»»
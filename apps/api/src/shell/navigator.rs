//! Navigation Controller: owns the current `PageState` and keeps the
//! browser history in step with it.

use serde::Serialize;
use tracing::debug;

use crate::shell::guard::{guard, AuthState};
use crate::shell::page::{Page, PageParams, PageState};
use crate::shell::registry::{page_to_path, path_to_page};

/// The URL history the controller writes to.
pub trait History {
    /// Adds an entry, so back-navigation returns to the previous page.
    fn push(&mut self, path: &str);

    /// Rewrites the current entry in place.
    fn replace(&mut self, path: &str);
}

#[derive(Debug, Clone, PartialEq, Eq, Serialize)]
#[serde(tag = "op", content = "path", rename_all = "snake_case")]
pub enum HistoryEntry {
    Push(String),
    Replace(String),
}

/// History that records the operations so they can be replayed by a client.
#[derive(Debug, Clone, Default)]
pub struct RecordedHistory {
    pub entries: Vec<HistoryEntry>,
}

impl History for RecordedHistory {
    fn push(&mut self, path: &str) {
        self.entries.push(HistoryEntry::Push(path.to_string()));
    }

    fn replace(&mut self, path: &str) {
        self.entries.push(HistoryEntry::Replace(path.to_string()));
    }
}

/// What a single navigation did.
#[derive(Debug, Clone, PartialEq, Eq, Serialize)]
pub struct NavigationOutcome {
    pub requested: Page,
    pub state: PageState,
    pub path: String,
    /// The guard substituted a different page for the requested one.
    pub redirected: bool,
    /// In-app navigation starts the new page at the top; back/forward keeps
    /// the browser's remembered position.
    pub reset_scroll: bool,
}

pub struct Navigator<H: History> {
    state: PageState,
    history: H,
}

impl<H: History> Navigator<H> {
    /// Starts on the landing page.
    pub fn new(history: H) -> Self {
        Self::with_state(PageState::landing(), history)
    }

    pub fn with_state(state: PageState, history: H) -> Self {
        Self { state, history }
    }

    pub fn state(&self) -> &PageState {
        &self.state
    }

    #[cfg(test)]
    pub fn history(&self) -> &H {
        &self.history
    }

    pub fn into_history(self) -> H {
        self.history
    }

    /// In-app navigation: guard, commit, push the new path.
    pub fn navigate(&mut self, page: Page, params: PageParams, auth: AuthState) -> NavigationOutcome {
        let safe_page = guard(page, auth);
        self.state = PageState::new(safe_page, params);

        let path = page_to_path(&self.state);
        self.history.push(&path);

        debug!("navigate {} -> {} ({path})", page.as_str(), safe_page.as_str());
        NavigationOutcome {
            requested: page,
            state: self.state,
            path,
            redirected: safe_page != page,
            reset_scroll: true,
        }
    }

    /// Back/forward navigation or a direct URL load. Unknown paths land on the
    /// landing page. The guard applies here too; whenever the committed page's
    /// path differs from the one in the URL bar the entry is replaced.
    pub fn on_external_navigation(&mut self, path: &str, auth: AuthState) -> NavigationOutcome {
        let target = path_to_page(path).unwrap_or_else(PageState::landing);
        let safe_page = guard(target.page, auth);
        self.state = PageState::new(safe_page, target.params);

        let canonical = page_to_path(&self.state);
        if canonical != path {
            self.history.replace(&canonical);
        }

        debug!("external {path} -> {} ({canonical})", safe_page.as_str());
        NavigationOutcome {
            requested: target.page,
            state: self.state,
            path: canonical,
            redirected: safe_page != target.page,
            reset_scroll: false,
        }
    }
}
««
* What you are asked to do *
Look over the records above and filter for each line with the word "entries".

* Answer area *
    pub entries: Vec<HistoryEntry>,
        self.entries.push(HistoryEntry::Push(path.to_string()));
        self.entries.push(HistoryEntry::Replace(path.to_string()));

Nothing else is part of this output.